A friend of mine said recently when asked whether he compliments his wife for her culinary skills, he said coyly, men in Indian society are not taught to appreciate a wife. And that too in front of other family members, he is not supposedly expected to do that. What he meant was, he isn’t trained to let his ego droop to that stage, where it will be mocked at. I stopped myself asking the next question, if he helps her in the kitchen work? Of course, I knew the answer would be a no.

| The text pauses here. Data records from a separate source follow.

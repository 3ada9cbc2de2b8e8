//! Price List File Parser
//!
//! Multi-format parser supporting CSV and Excel price-list files. Vendor
//! exports put banner and preamble lines above the real header, so parsing
//! locates the header row by its marker cell before reading data rows.

use anyhow::{Context, Result};
use std::path::Path;
use uuid::Uuid;

/// Literal cell text that identifies the header row of a price-list file.
pub const HEADER_MARKER: &str = "Product Family";

/// Supported price-list file formats
#[derive(Debug, Clone, Copy, PartialEq, Eq)]
pub enum PriceListFormat {
    Csv,
    Excel, // XLSX/XLS
}

impl PriceListFormat {
    /// Detect format from file extension
    pub fn from_extension(path: &Path) -> Option<Self> {
        let ext = path.extension()?.to_str()?.to_lowercase();
        match ext.as_str() {
            "csv" | "txt" => Some(Self::Csv),
            "xlsx" | "xls" => Some(Self::Excel),
            _ => None,
        }
    }

    /// Detect format from content type header
    pub fn from_content_type(content_type: &str) -> Option<Self> {
        match content_type {
            "text/csv" | "application/csv" | "text/plain" => Some(Self::Csv),
            "application/vnd.openxmlformats-officedocument.spreadsheetml.sheet" => Some(Self::Excel),
            "application/vnd.ms-excel" => Some(Self::Excel),
            _ => None,
        }
    }
}

/// Returns the index of the first line containing [`HEADER_MARKER`].
///
/// The match is case-sensitive and may occur anywhere in the line, so both
/// a bare `Product Family` cell and a quoted variant are found.
pub fn find_header_index<S: AsRef<str>>(lines: &[S]) -> Option<usize> {
    lines
        .iter()
        .position(|line| line.as_ref().contains(HEADER_MARKER))
}

/// Parsed price-list row before admission and level normalization.
///
/// Fields hold trimmed cell text; blank or absent cells are `None`.
#[derive(Debug, Clone)]
pub struct PriceListRow {
    pub row_number: usize,
    pub name: Option<String>,
    pub level: Option<String>,
    pub unit_price: Option<String>,
    pub part_number: Option<String>,
}

/// Complete parsed price list with metadata
#[derive(Debug, Clone)]
pub struct ParsedPriceList {
    pub id: Uuid,
    pub filename: String,
    pub format: PriceListFormat,
    pub rows: Vec<PriceListRow>,
    pub column_headers: Vec<String>,
    pub total_rows: usize,
    pub parse_warnings: Vec<String>,
}

/// Resolved column positions for one file's header row
struct ColumnLayout {
    name: Option<usize>,
    level: Option<usize>,
    unit_price: Option<usize>,
    part_number: Option<usize>,
}

/// Main price-list parser
pub struct PriceListParser {
    /// Column name mappings for different price-list exports
    name_columns: Vec<String>,
    level_columns: Vec<String>,
    unit_price_columns: Vec<String>,
    part_number_columns: Vec<String>,
}

impl Default for PriceListParser {
    fn default() -> Self {
        Self {
            name_columns: vec![
                "product family".to_string(),
                "product name".to_string(),
                "product_name".to_string(),
                "product".to_string(),
            ],
            level_columns: vec![
                "level detail".to_string(),
                "level".to_string(),
            ],
            unit_price_columns: vec![
                "unit dtp per year / per txn".to_string(),
                "unit dtp per year/per txn".to_string(),
                "dtp price".to_string(),
                "dtp_price".to_string(),
                "dtp".to_string(),
            ],
            part_number_columns: vec![
                "part number".to_string(),
                "part_number".to_string(),
            ],
        }
    }
}

impl PriceListParser {
    pub fn new() -> Self {
        Self::default()
    }

    /// Parse price-list file from bytes
    pub fn parse_bytes(
        &self,
        filename: &str,
        data: &[u8],
        format: Option<PriceListFormat>,
    ) -> Result<ParsedPriceList> {
        let format = format
            .or_else(|| PriceListFormat::from_extension(Path::new(filename)))
            .context("Could not determine file format")?;

        match format {
            PriceListFormat::Csv => self.parse_csv(filename, data),
            PriceListFormat::Excel => self.parse_excel(filename, data),
        }
    }

    /// Parse CSV format
    fn parse_csv(&self, filename: &str, data: &[u8]) -> Result<ParsedPriceList> {
        let text = std::str::from_utf8(data).context("File is not valid UTF-8")?;
        let lines: Vec<&str> = text.lines().collect();

        let header_index = find_header_index(&lines).with_context(|| {
            format!("Header row not found: no line contains \"{}\"", HEADER_MARKER)
        })?;

        let table = lines[header_index..].join("\n");
        let mut reader = csv::ReaderBuilder::new()
            .flexible(true)
            .from_reader(table.as_bytes());

        let headers: Vec<String> = reader
            .headers()
            .context("Failed to read CSV headers")?
            .iter()
            .map(|h| h.to_lowercase().trim().to_string())
            .collect();

        let mut warnings = Vec::new();
        let layout = self.resolve_columns(&headers, &mut warnings);

        let mut rows = Vec::new();
        for (idx, result) in reader.records().enumerate() {
            match result {
                Ok(record) => {
                    let cells: Vec<String> = record.iter().map(|v| v.to_string()).collect();
                    rows.push(row_from_cells(idx + 1, &cells, &layout));
                }
                Err(e) => {
                    warnings.push(format!("Row {}: Parse error - {}", idx + 1, e));
                }
            }
        }

        Ok(ParsedPriceList {
            id: Uuid::new_v4(),
            filename: filename.to_string(),
            format: PriceListFormat::Csv,
            total_rows: rows.len(),
            rows,
            column_headers: headers,
            parse_warnings: warnings,
        })
    }

    /// Parse Excel format
    fn parse_excel(&self, filename: &str, data: &[u8]) -> Result<ParsedPriceList> {
        use calamine::{open_workbook_from_rs, DataType, Reader, Xlsx};

        let cursor = std::io::Cursor::new(data);
        let mut workbook: Xlsx<_> =
            open_workbook_from_rs(cursor).context("Failed to open Excel workbook")?;

        let sheet_name = workbook
            .sheet_names()
            .first()
            .cloned()
            .context("No sheets found in workbook")?;

        let range = workbook
            .worksheet_range(&sheet_name)
            .context("Failed to read worksheet")??;

        let all_rows: Vec<Vec<String>> = range
            .rows()
            .map(|row| row.iter().map(|cell: &DataType| cell.to_string()).collect())
            .collect();

        let header_index = all_rows
            .iter()
            .position(|row| row.iter().any(|cell| cell.contains(HEADER_MARKER)))
            .with_context(|| {
                format!("Header row not found: no row contains \"{}\"", HEADER_MARKER)
            })?;

        let headers: Vec<String> = all_rows[header_index]
            .iter()
            .map(|h| h.to_lowercase().trim().to_string())
            .collect();

        let mut warnings = Vec::new();
        let layout = self.resolve_columns(&headers, &mut warnings);

        let rows: Vec<PriceListRow> = all_rows[header_index + 1..]
            .iter()
            .enumerate()
            .map(|(idx, cells)| row_from_cells(idx + 1, cells, &layout))
            .collect();

        Ok(ParsedPriceList {
            id: Uuid::new_v4(),
            filename: filename.to_string(),
            format: PriceListFormat::Excel,
            total_rows: rows.len(),
            rows,
            column_headers: headers,
            parse_warnings: warnings,
        })
    }

    /// Resolve column positions, warning on anything missing
    fn resolve_columns(&self, headers: &[String], warnings: &mut Vec<String>) -> ColumnLayout {
        let layout = ColumnLayout {
            name: find_column(&self.name_columns, headers),
            level: find_column(&self.level_columns, headers),
            unit_price: find_column(&self.unit_price_columns, headers),
            part_number: find_column(&self.part_number_columns, headers),
        };

        if layout.name.is_none() {
            warnings.push(format!(
                "Product name column not found (looked for: {})",
                self.name_columns.join(", ")
            ));
        }
        if layout.level.is_none() {
            warnings.push(format!(
                "Level column not found (looked for: {})",
                self.level_columns.join(", ")
            ));
        }
        if layout.unit_price.is_none() {
            warnings.push(format!(
                "Unit price column not found (looked for: {})",
                self.unit_price_columns.join(", ")
            ));
        }
        if layout.part_number.is_none() {
            warnings.push("Part number column not found, part numbers will be synthesized".to_string());
        }

        layout
    }
}

/// Find the first candidate column name present in the headers
fn find_column(candidates: &[String], headers: &[String]) -> Option<usize> {
    candidates
        .iter()
        .find_map(|candidate| headers.iter().position(|header| header == candidate))
}

fn row_from_cells(row_number: usize, cells: &[String], layout: &ColumnLayout) -> PriceListRow {
    PriceListRow {
        row_number,
        name: field_at(cells, layout.name),
        level: field_at(cells, layout.level),
        unit_price: field_at(cells, layout.unit_price),
        part_number: field_at(cells, layout.part_number),
    }
}

fn field_at(cells: &[String], index: Option<usize>) -> Option<String> {
    let value = cells.get(index?)?;
    let trimmed = value.trim();
    if trimmed.is_empty() {
        None
    } else {
        Some(trimmed.to_string())
    }
}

But yes, let us take a moment to appreciate the men in our lives who willingly lend a helping hand in house management, be it bringing groceries and vegetables (mind you, these are the men who know to bring exactly Methi when you say Methi, not some green leaves which might be Methi in their dictionaries), be it sharing parental responsibilities without making it look like a task or even cooking for you your favorite dish once a while. And, this appreciation will only be justified if it is a consistent behavior, not something shown as a token complement or reserved for some special occasions like birthdays or anniversaries.
A long long way to go …
It is high time that we make the much-needed change in our attitudes, more importantly our boys need to know that cooking and cleaning are not gender roles but are essential basic life skills. If not anything, they will have a decent respect for the dinner plate they are served each day and recognize the sheer amount of work that goes into making it come through and at least acknowledge and complement where it is due.
The idea that providing and nurturing are gender based and that the sense of worth of an individual comes only from providing to the family and nurturing is secondary to that, is what we need to break. The social conditioning of these two very important aspects of life needs to be addressed equally, which seems like a never-ending challenge.I believe there’s still some hope that mothers can raise their boys sensible and inclusive of all of the world’s views without belittling mankind.
I remember two decades ago, my mother was hoping for an equal partnership in marriage and in life for girls, and here I am, wishing the same for my son to have a life without gender biased roles, be it in marriage or in society.